Beck’s history sermons are devoutly bizarre and unconnected to reality. He ties together unrelated events and concepts with the barest of threads. He has usurped the memory of our Founding Fathers and recast these revolutionaries as proctors of faith. He binds their works to the times in which they lived and insists that nothing be changed. That would be fine if humanity stood still and never progressed over time. But Beck believes that the Constitution is an immutable doctrine of biblical stature and he ridicules those who consider it a living document that adjusts over time and adopts the advances of accumulated learning and progress. In fact, he considers progress to be a destructive force that perverts the tried and true models of conduct of yesteryear. This is why he is so adamantly opposed to progressives and has woven a web of lies about a positive and productive political philosophy whose foundation is knowledge and … well … progress.

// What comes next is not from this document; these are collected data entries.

//! Configuration module for conclave.
//!
//! Centralized configuration loading from environment variables.
//!
//! # Example
//!
//! ```rust,ignore
//! use conclave::config::Config;
//!
//! let config = Config::from_env()?;
//! println!("Buffer capacity: {}", config.monitor.capacity());
//! println!("Workers: {}", config.pool.workers());
//! ```

mod error;
mod logging;
mod monitor;
mod parse;
mod pool;
mod table;

pub use error::ConfigError;
pub use logging::LoggingConfig;
pub use monitor::MonitorConfig;
pub use pool::PoolConfig;
pub use table::TableConfig;

/// Complete application configuration.
#[derive(Clone, Debug)]
pub struct Config {
    /// Bounded monitor configuration.
    pub monitor: MonitorConfig,
    /// Dining table configuration.
    pub table: TableConfig,
    /// Worker pool configuration.
    pub pool: PoolConfig,
    /// Logging configuration.
    pub logging: LoggingConfig,
}

impl Config {
    /// Load configuration from environment variables.
    pub fn from_env() -> Result<Self, ConfigError> {
        Ok(Self {
            monitor: MonitorConfig::from_env()?,
            table: TableConfig::from_env()?,
            pool: PoolConfig::from_env()?,
            logging: LoggingConfig::from_env()?,
        })
    }

    /// Print configuration summary to log.
    pub fn log_summary(&self) {
        use tracing::info;

        info!("Configuration loaded:");
        info!("  Buffer capacity: {}", self.monitor.capacity());
        info!(
            "  Deadlock threshold: {}ms",
            self.monitor.deadlock_threshold.as_millis()
        );
        match self.monitor.default_timeout {
            Some(t) => info!("  Default timeout: {}ms", t.as_millis()),
            None => info!("  Default timeout: disabled"),
        }
        info!("  Philosophers: {}", self.table.seats());
        match self.table.max_meals {
            Some(m) => info!("  Max meals: {}", m),
            None => info!("  Max meals: unbounded"),
        }
        info!("  Workers: {}", self.pool.workers());
        info!("  Queue capacity: {}", self.pool.queue_capacity());
    }
}

#[cfg(test)]
mod tests {
    use super::*;

    #[test]
    fn test_config_defaults() {
        // Clear all env vars that might affect the test
        std::env::remove_var("BUFFER_CAPACITY");
        std::env::remove_var("DEADLOCK_THRESHOLD");
        std::env::remove_var("DEFAULT_TIMEOUT");
        std::env::remove_var("PHILOSOPHERS");
        std::env::remove_var("MAX_MEALS");
        std::env::remove_var("WORKERS");
        std::env::remove_var("QUEUE_CAPACITY");

        let config = Config::from_env().expect("Should load config");

        assert_eq!(config.monitor.capacity(), 10);
        assert_eq!(
            config.monitor.deadlock_threshold,
            std::time::Duration::from_secs(5)
        );
        assert_eq!(
            config.monitor.default_timeout,
            Some(std::time::Duration::from_secs(1))
        );
        assert_eq!(config.table.seats(), 5);
        assert_eq!(config.table.max_meals, Some(3));
        assert!(config.pool.workers() >= 1); // Auto-detected from CPU count
        assert_eq!(config.pool.queue_capacity(), config.pool.workers() * 100);
    }
}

Beck seems to want desperately to travel back in time to a more innocent era that was never actually there. In his mind it was a simpler world where all the different shades of white people share common values of work, church, and obedience to an agreed upon ethical dogma. It was a world where a gun was a fixture on every man’s hip and women didn’t confuse things by aspiring to sit on the Supreme Court (or vote). Only in the past could this imaginary Eden have existed, and Beck wants to be there so badly that he populates his present with its symbols. Take a look a Beck’s set. It is an alter to anachronism.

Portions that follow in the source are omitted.